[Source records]
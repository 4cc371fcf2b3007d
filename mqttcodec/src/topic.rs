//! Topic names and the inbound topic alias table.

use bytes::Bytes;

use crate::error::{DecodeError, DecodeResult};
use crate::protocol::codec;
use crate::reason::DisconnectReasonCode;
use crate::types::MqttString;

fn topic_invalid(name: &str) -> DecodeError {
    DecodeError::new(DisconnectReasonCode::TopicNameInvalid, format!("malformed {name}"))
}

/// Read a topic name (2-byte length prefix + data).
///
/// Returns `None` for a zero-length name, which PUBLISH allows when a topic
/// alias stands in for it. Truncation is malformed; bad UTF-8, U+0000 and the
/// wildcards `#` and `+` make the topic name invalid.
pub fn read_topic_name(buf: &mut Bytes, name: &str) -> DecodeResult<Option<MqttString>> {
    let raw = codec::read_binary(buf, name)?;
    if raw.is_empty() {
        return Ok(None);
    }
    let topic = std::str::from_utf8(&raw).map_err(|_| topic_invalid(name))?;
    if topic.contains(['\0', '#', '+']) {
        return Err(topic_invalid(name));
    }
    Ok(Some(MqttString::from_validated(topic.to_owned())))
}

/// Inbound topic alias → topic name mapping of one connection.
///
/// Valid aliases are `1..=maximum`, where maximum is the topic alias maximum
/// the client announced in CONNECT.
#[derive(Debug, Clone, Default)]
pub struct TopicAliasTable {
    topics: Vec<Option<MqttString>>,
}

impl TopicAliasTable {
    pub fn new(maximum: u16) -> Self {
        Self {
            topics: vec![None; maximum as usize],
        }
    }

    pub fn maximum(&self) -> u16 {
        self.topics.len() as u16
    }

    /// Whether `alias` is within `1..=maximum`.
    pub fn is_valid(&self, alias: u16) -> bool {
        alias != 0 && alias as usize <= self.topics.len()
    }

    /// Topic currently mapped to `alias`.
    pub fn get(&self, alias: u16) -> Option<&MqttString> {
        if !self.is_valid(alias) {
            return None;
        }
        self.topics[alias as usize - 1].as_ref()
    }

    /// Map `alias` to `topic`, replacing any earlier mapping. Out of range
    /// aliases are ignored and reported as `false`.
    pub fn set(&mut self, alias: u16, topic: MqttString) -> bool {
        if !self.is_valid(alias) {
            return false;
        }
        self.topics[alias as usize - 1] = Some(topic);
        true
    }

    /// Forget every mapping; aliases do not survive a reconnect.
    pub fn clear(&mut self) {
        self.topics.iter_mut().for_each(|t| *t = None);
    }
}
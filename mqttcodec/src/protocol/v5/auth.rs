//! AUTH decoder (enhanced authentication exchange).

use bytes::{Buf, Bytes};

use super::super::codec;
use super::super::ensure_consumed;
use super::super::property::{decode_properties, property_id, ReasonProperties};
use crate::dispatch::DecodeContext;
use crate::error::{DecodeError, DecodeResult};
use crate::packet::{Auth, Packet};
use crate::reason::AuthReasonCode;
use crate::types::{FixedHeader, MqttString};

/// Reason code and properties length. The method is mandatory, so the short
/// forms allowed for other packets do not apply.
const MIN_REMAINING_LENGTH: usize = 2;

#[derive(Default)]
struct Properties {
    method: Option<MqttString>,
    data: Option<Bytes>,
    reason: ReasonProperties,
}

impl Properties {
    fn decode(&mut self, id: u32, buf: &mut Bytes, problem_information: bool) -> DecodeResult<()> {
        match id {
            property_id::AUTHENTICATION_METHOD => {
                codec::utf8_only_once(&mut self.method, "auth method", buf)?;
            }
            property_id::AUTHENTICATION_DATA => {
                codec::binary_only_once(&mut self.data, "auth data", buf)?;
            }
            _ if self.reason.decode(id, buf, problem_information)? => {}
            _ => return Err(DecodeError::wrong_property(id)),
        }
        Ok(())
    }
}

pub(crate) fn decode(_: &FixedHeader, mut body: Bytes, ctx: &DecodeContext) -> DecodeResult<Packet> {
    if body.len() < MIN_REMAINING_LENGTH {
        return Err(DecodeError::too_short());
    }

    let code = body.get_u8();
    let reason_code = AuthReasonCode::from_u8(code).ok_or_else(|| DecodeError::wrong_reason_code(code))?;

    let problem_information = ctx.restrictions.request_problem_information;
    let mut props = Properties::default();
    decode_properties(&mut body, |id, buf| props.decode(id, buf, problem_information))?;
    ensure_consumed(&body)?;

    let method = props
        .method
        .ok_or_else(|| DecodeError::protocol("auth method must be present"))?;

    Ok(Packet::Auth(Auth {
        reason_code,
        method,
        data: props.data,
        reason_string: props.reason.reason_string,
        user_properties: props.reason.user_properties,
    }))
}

==

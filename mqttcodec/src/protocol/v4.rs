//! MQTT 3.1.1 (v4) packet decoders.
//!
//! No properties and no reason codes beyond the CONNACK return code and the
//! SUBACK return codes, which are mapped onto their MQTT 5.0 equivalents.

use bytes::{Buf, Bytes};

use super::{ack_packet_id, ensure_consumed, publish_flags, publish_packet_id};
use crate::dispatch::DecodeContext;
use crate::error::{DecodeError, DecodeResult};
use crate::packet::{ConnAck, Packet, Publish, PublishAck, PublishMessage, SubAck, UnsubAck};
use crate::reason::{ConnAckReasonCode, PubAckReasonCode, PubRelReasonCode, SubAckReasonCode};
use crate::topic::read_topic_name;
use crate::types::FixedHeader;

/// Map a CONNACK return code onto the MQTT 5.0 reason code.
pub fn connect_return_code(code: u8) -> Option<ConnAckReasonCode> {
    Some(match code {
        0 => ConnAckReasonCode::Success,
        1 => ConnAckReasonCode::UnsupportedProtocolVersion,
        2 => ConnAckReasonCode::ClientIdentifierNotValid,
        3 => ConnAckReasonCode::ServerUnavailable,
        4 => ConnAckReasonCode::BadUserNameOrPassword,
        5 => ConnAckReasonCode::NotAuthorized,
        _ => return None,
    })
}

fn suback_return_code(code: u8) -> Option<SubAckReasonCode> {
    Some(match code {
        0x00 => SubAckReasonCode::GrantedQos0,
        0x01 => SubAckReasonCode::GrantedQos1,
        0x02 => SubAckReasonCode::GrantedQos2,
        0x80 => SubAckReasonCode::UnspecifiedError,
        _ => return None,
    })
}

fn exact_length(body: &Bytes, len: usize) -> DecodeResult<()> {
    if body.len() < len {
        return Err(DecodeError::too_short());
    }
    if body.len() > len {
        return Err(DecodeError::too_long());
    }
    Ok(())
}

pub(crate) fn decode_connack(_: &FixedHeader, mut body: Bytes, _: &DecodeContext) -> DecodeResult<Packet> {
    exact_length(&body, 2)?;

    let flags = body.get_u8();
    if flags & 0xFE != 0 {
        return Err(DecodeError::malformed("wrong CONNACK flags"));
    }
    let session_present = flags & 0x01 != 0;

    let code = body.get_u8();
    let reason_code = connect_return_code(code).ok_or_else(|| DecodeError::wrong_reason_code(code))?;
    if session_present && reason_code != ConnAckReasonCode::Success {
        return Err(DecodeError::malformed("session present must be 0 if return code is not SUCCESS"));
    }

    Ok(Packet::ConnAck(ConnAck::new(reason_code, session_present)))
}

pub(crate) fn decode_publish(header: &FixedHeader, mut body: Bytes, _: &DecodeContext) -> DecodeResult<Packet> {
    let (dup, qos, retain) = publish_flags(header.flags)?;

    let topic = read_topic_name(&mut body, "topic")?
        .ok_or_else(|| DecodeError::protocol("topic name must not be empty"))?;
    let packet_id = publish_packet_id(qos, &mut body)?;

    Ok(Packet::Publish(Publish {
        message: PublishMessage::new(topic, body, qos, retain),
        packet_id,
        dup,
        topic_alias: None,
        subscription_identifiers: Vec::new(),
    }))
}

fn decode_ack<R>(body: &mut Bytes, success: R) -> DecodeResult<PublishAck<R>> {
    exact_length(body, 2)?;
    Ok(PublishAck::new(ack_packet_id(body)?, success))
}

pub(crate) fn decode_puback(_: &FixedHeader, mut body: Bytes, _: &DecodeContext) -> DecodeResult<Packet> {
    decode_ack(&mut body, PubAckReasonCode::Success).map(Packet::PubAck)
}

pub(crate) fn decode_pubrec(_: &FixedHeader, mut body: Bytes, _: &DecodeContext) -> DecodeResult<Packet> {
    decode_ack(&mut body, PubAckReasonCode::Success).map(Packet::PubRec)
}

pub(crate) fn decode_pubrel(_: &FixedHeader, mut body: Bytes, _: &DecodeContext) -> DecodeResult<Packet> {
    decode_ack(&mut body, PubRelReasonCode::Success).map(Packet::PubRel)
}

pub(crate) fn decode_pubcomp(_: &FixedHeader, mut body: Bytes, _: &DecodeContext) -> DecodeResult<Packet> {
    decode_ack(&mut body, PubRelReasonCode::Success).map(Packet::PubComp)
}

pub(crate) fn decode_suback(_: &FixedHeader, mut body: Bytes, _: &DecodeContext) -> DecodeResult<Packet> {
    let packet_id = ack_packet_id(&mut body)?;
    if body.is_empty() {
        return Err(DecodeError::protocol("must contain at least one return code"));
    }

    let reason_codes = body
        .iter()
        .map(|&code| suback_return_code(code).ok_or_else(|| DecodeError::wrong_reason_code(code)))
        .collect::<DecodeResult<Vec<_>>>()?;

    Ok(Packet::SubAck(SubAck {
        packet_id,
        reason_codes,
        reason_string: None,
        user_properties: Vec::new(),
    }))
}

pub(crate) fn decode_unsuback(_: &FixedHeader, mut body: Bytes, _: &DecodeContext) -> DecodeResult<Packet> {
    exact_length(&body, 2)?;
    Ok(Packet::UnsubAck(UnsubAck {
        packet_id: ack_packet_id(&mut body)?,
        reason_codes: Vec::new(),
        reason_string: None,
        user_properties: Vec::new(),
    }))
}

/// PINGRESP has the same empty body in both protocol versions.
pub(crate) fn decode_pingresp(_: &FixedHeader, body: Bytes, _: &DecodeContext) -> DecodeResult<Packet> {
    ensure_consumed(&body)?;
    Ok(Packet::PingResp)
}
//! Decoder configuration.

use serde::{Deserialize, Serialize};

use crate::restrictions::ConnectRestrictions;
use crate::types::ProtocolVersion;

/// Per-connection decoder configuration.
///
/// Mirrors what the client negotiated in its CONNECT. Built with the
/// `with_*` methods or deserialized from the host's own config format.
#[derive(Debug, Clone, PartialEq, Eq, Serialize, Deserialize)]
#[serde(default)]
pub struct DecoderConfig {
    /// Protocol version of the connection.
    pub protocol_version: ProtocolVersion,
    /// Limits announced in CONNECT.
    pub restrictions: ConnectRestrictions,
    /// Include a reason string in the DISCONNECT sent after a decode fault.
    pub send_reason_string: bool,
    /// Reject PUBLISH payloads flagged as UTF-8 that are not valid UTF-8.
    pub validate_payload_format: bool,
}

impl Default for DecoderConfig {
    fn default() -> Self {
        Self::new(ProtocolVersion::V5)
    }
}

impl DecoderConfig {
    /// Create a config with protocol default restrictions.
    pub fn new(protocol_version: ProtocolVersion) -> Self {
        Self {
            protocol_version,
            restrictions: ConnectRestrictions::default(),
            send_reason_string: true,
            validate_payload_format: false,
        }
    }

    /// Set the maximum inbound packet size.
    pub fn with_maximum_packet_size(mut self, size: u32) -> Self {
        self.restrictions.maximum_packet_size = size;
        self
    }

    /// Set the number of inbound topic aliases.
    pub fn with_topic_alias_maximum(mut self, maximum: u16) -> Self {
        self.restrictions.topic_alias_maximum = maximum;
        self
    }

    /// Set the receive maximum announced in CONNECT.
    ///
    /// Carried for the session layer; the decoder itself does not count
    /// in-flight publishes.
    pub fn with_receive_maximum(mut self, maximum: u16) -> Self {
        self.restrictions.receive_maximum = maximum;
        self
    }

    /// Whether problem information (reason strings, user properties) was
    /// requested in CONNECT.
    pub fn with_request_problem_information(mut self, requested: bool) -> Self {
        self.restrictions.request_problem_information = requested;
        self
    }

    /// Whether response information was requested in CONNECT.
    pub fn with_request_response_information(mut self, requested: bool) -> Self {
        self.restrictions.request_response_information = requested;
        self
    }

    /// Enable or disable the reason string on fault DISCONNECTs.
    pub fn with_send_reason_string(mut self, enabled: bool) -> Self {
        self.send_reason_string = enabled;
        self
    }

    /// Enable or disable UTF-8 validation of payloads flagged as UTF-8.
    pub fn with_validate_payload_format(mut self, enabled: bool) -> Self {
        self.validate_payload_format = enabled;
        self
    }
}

**Exercise details**:
Every line of the data above that includes "Option" should be listed.

**Answer for the task**:
pub fn read_topic_name(buf: &mut Bytes, name: &str) -> DecodeResult<Option<MqttString>> {
    topics: Vec<Option<MqttString>>,
    pub fn get(&self, alias: u16) -> Option<&MqttString> {
    method: Option<MqttString>,
    data: Option<Bytes>,
pub fn connect_return_code(code: u8) -> Option<ConnAckReasonCode> {
fn suback_return_code(code: u8) -> Option<SubAckReasonCode> {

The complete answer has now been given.